#### Source information ####
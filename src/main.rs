use sqlx::sqlite::SqlitePoolOptions;
use std::{net::SocketAddr, sync::Arc};
use tower_cookies::CookieManagerLayer;
use tower_http::{cors::CorsLayer, trace::TraceLayer};
use tracing_subscriber::{layer::SubscriberExt, util::SubscriberInitExt};

use mira::ai::client::{GatewayClient, GatewayConfig};
use mira::data::ChatRepository;
use mira::middleware::extract_user;
use mira::router::app_router;
use mira::AppState;

#[tokio::main]
async fn main() {
    tracing_subscriber::registry()
        .with(
            tracing_subscriber::EnvFilter::try_from_default_env()
                .unwrap_or_else(|_| "mira=debug".into()),
        )
        .with(tracing_subscriber::fmt::layer())
        .init();

    let database_url =
        dotenv::var("DATABASE_URL").unwrap_or_else(|_| "sqlite:mira.db?mode=rwc".into());
    let pool = SqlitePoolOptions::new()
        .max_connections(5)
        .connect(&database_url)
        .await
        .unwrap_or_else(|e| {
            eprintln!("Failed to connect to database: {}", e);
            std::process::exit(1);
        });
    sqlx::migrate!().run(&pool).await.unwrap_or_else(|e| {
        eprintln!("Failed to run migrations: {}", e);
        std::process::exit(1);
    });

    let gateway_config = GatewayConfig::from_env().unwrap_or_else(|e| {
        eprintln!("Missing gateway configuration: {}", e);
        std::process::exit(1);
    });

    let state = Arc::new(AppState {
        chat_repo: ChatRepository::new(pool),
        gateway: Arc::new(GatewayClient::new(gateway_config)),
    });

    let app = app_router(state.clone())
        .layer(TraceLayer::new_for_http())
        .layer(CorsLayer::permissive())
        .layer(axum::middleware::from_fn_with_state(
            state.clone(),
            extract_user,
        ))
        .layer(CookieManagerLayer::new());

    let port: u16 = dotenv::var("PORT")
        .ok()
        .and_then(|p| p.parse().ok())
        .unwrap_or(3000);
    let addr = SocketAddr::from(([0, 0, 0, 0], port));
    tracing::debug!("listening on {}", addr);
    let listener = tokio::net::TcpListener::bind(addr).await.unwrap();
    axum::serve(listener, app).await.unwrap();
}
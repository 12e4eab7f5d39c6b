use axum::{
    extract::{Extension, Path, State},
    http::StatusCode,
    Json,
};
use serde::Serialize;
use serde_json::json;
use std::sync::Arc;

use crate::data::model::{is_supported_model, User, SUPPORTED_MODELS};
use crate::router::app::chat::ChatError;
use crate::AppState;

#[derive(Debug, Serialize)]
pub struct ModelListing {
    pub id: &'static str,
    pub name: &'static str,
    pub provider: &'static str,
    pub context_length: u32,
    pub supports_thinking: bool,
    pub is_favorite: bool,
}

#[axum::debug_handler]
pub async fn list_models(
    State(state): State<Arc<AppState>>,
    Extension(current_user): Extension<Option<User>>,
) -> Result<Json<serde_json::Value>, ChatError> {
    let user = current_user.ok_or(ChatError::MissingUser)?;
    let favorites = state.chat_repo.list_favorites(user.id).await?;

    let models: Vec<ModelListing> = SUPPORTED_MODELS
        .iter()
        .map(|m| ModelListing {
            id: m.id,
            name: m.name,
            provider: m.provider,
            context_length: m.context_length,
            supports_thinking: m.supports_thinking,
            is_favorite: favorites.iter().any(|f| f == m.id),
        })
        .collect();

    Ok(Json(json!({ "models": models })))
}

#[axum::debug_handler]
pub async fn add_favorite(
    Path(model): Path<String>,
    State(state): State<Arc<AppState>>,
    Extension(current_user): Extension<Option<User>>,
) -> Result<StatusCode, ChatError> {
    let user = current_user.ok_or(ChatError::MissingUser)?;
    if !is_supported_model(&model) {
        return Err(ChatError::UnsupportedModel(model));
    }
    state.chat_repo.add_favorite(user.id, &model).await?;
    Ok(StatusCode::NO_CONTENT)
}

#[axum::debug_handler]
pub async fn remove_favorite(
    Path(model): Path<String>,
    State(state): State<Arc<AppState>>,
    Extension(current_user): Extension<Option<User>>,
) -> Result<StatusCode, ChatError> {
    let user = current_user.ok_or(ChatError::MissingUser)?;
    state.chat_repo.remove_favorite(user.id, &model).await?;
    Ok(StatusCode::NO_CONTENT)
}
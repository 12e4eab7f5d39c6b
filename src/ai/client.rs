use std::time::Duration;

use reqwest::header::{HeaderValue, AUTHORIZATION, CONTENT_TYPE, RETRY_AFTER};
use reqwest::StatusCode;
use reqwest_eventsource::{CannotCloneRequestError, Event as SseEvent, EventSource};
use serde_json::Value;
use tokio::sync::Mutex;
use tokio_stream::StreamExt;

use crate::utils::{parse_retry_after, TtlCache};

const MAX_RATE_LIMIT_RETRIES: u32 = 3;
const MAX_RETRY_DELAY: Duration = Duration::from_secs(60);
const WARN_DEDUP_TTL: Duration = Duration::from_secs(30);

#[derive(Debug, thiserror::Error)]
pub enum GatewayError {
    #[error("gateway rate limited after {0} retries")]
    RateLimited(u32),
    #[error("gateway returned {status}: {body}")]
    Status { status: StatusCode, body: String },
    #[error("gateway stream failed: {0}")]
    Stream(#[from] reqwest_eventsource::Error),
    #[error("gateway request could not be built: {0}")]
    Request(#[from] CannotCloneRequestError),
}

#[derive(Debug, Clone)]
pub struct GatewayConfig {
    pub base_url: String,
    pub api_key: String,
}

impl GatewayConfig {
    pub fn from_env() -> Result<Self, dotenv::Error> {
        Ok(Self {
            base_url: dotenv::var("GATEWAY_BASE_URL")?,
            api_key: dotenv::var("GATEWAY_API_KEY")?,
        })
    }
}

/// HTTP surface to the hosted model gateway. The only transparent retry in
/// the system lives here: 429s are retried up to 3 times, honoring
/// `Retry-After` capped at 60s, warning once per request key inside a TTL
/// window.
pub struct GatewayClient {
    http: reqwest::Client,
    config: GatewayConfig,
    warned: Mutex<TtlCache<String>>,
}

impl GatewayClient {
    pub fn new(config: GatewayConfig) -> Self {
        Self {
            http: reqwest::Client::new(),
            config,
            warned: Mutex::new(TtlCache::new(WARN_DEDUP_TTL)),
        }
    }

    fn stream_request(&self, path: &str, body: &Value) -> reqwest::RequestBuilder {
        self.http
            .post(format!("{}{}", self.config.base_url, path))
            .header(AUTHORIZATION, self.bearer())
            .header(CONTENT_TYPE, HeaderValue::from_static("application/json"))
            .body(body.to_string())
    }

    /// Open an SSE stream, consuming the initial `Open` event. 429s on the
    /// opening request are retried with the bounded policy; any other
    /// non-success status surfaces as an error without retrying.
    pub async fn open_stream(&self, path: &str, body: &Value) -> Result<EventSource, GatewayError> {
        let mut attempt = 0u32;
        loop {
            let mut source = EventSource::new(self.stream_request(path, body))?;
            match source.next().await {
                Some(Ok(SseEvent::Open)) => return Ok(source),
                Some(Err(reqwest_eventsource::Error::InvalidStatusCode(status, response)))
                    if status == StatusCode::TOO_MANY_REQUESTS =>
                {
                    if attempt >= MAX_RATE_LIMIT_RETRIES {
                        return Err(GatewayError::RateLimited(attempt));
                    }
                    let delay = parse_retry_after(response.headers().get(RETRY_AFTER))
                        .unwrap_or_else(|| Duration::from_secs(1 << attempt))
                        .min(MAX_RETRY_DELAY);
                    self.warn_rate_limited(path, delay).await;
                    tokio::time::sleep(delay).await;
                    attempt += 1;
                }
                Some(Err(reqwest_eventsource::Error::InvalidStatusCode(status, response))) => {
                    let text = response.text().await.unwrap_or_default();
                    return Err(GatewayError::Status { status, body: text });
                }
                Some(Err(err)) => return Err(err.into()),
                Some(Ok(SseEvent::Message(_))) | None => {
                    return Err(GatewayError::Status {
                        status: StatusCode::BAD_GATEWAY,
                        body: "stream ended before open".to_string(),
                    })
                }
            }
        }
    }

    async fn warn_rate_limited(&self, path: &str, delay: Duration) {
        let mut warned = self.warned.lock().await;
        if warned.first_seen(path.to_string()) {
            tracing::warn!(
                "gateway rate limited on {}, retrying in {:?}",
                path,
                delay
            );
        }
    }

    fn bearer(&self) -> HeaderValue {
        HeaderValue::from_str(&format!("Bearer {}", self.config.api_key))
            .unwrap_or_else(|_| HeaderValue::from_static("Bearer"))
    }
}

#[cfg(test)]
mod tests {
    use super::*;

    #[test]
    fn config_reads_process_environment() {
        std::env::set_var("GATEWAY_BASE_URL", "http://localhost:8789");
        std::env::set_var("GATEWAY_API_KEY", "test-key");
        let config = GatewayConfig::from_env().unwrap();
        assert_eq!(config.base_url, "http://localhost:8789");
        assert_eq!(config.api_key, "test-key");
    }

    #[test]
    fn retry_delay_is_capped() {
        use reqwest::header::HeaderValue;
        let v = HeaderValue::from_static("3600");
        let delay = parse_retry_after(Some(&v)).unwrap().min(MAX_RETRY_DELAY);
        assert_eq!(delay, Duration::from_secs(60));
    }

    #[test]
    fn backoff_without_header_grows() {
        let delays: Vec<Duration> = (0..3u32)
            .map(|attempt| Duration::from_secs(1 << attempt).min(MAX_RETRY_DELAY))
            .collect();
        assert_eq!(
            delays,
            vec![
                Duration::from_secs(1),
                Duration::from_secs(2),
                Duration::from_secs(4)
            ]
        );
    }
}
####
- About this task:
Reproduce exactly the stretch of the material above that starts at the line with "let mut source" and ends at the line with "if attempt >= MAX_RATE_LIMIT_RETRIES", both included, and nothing else.

- Result of this exercise:
            let mut source = EventSource::new(self.stream_request(path, body))?;
            match source.next().await {
                Some(Ok(SseEvent::Open)) => return Ok(source),
                Some(Err(reqwest_eventsource::Error::InvalidStatusCode(status, response)))
                    if status == StatusCode::TOO_MANY_REQUESTS =>
                {
                    if attempt >= MAX_RATE_LIMIT_RETRIES {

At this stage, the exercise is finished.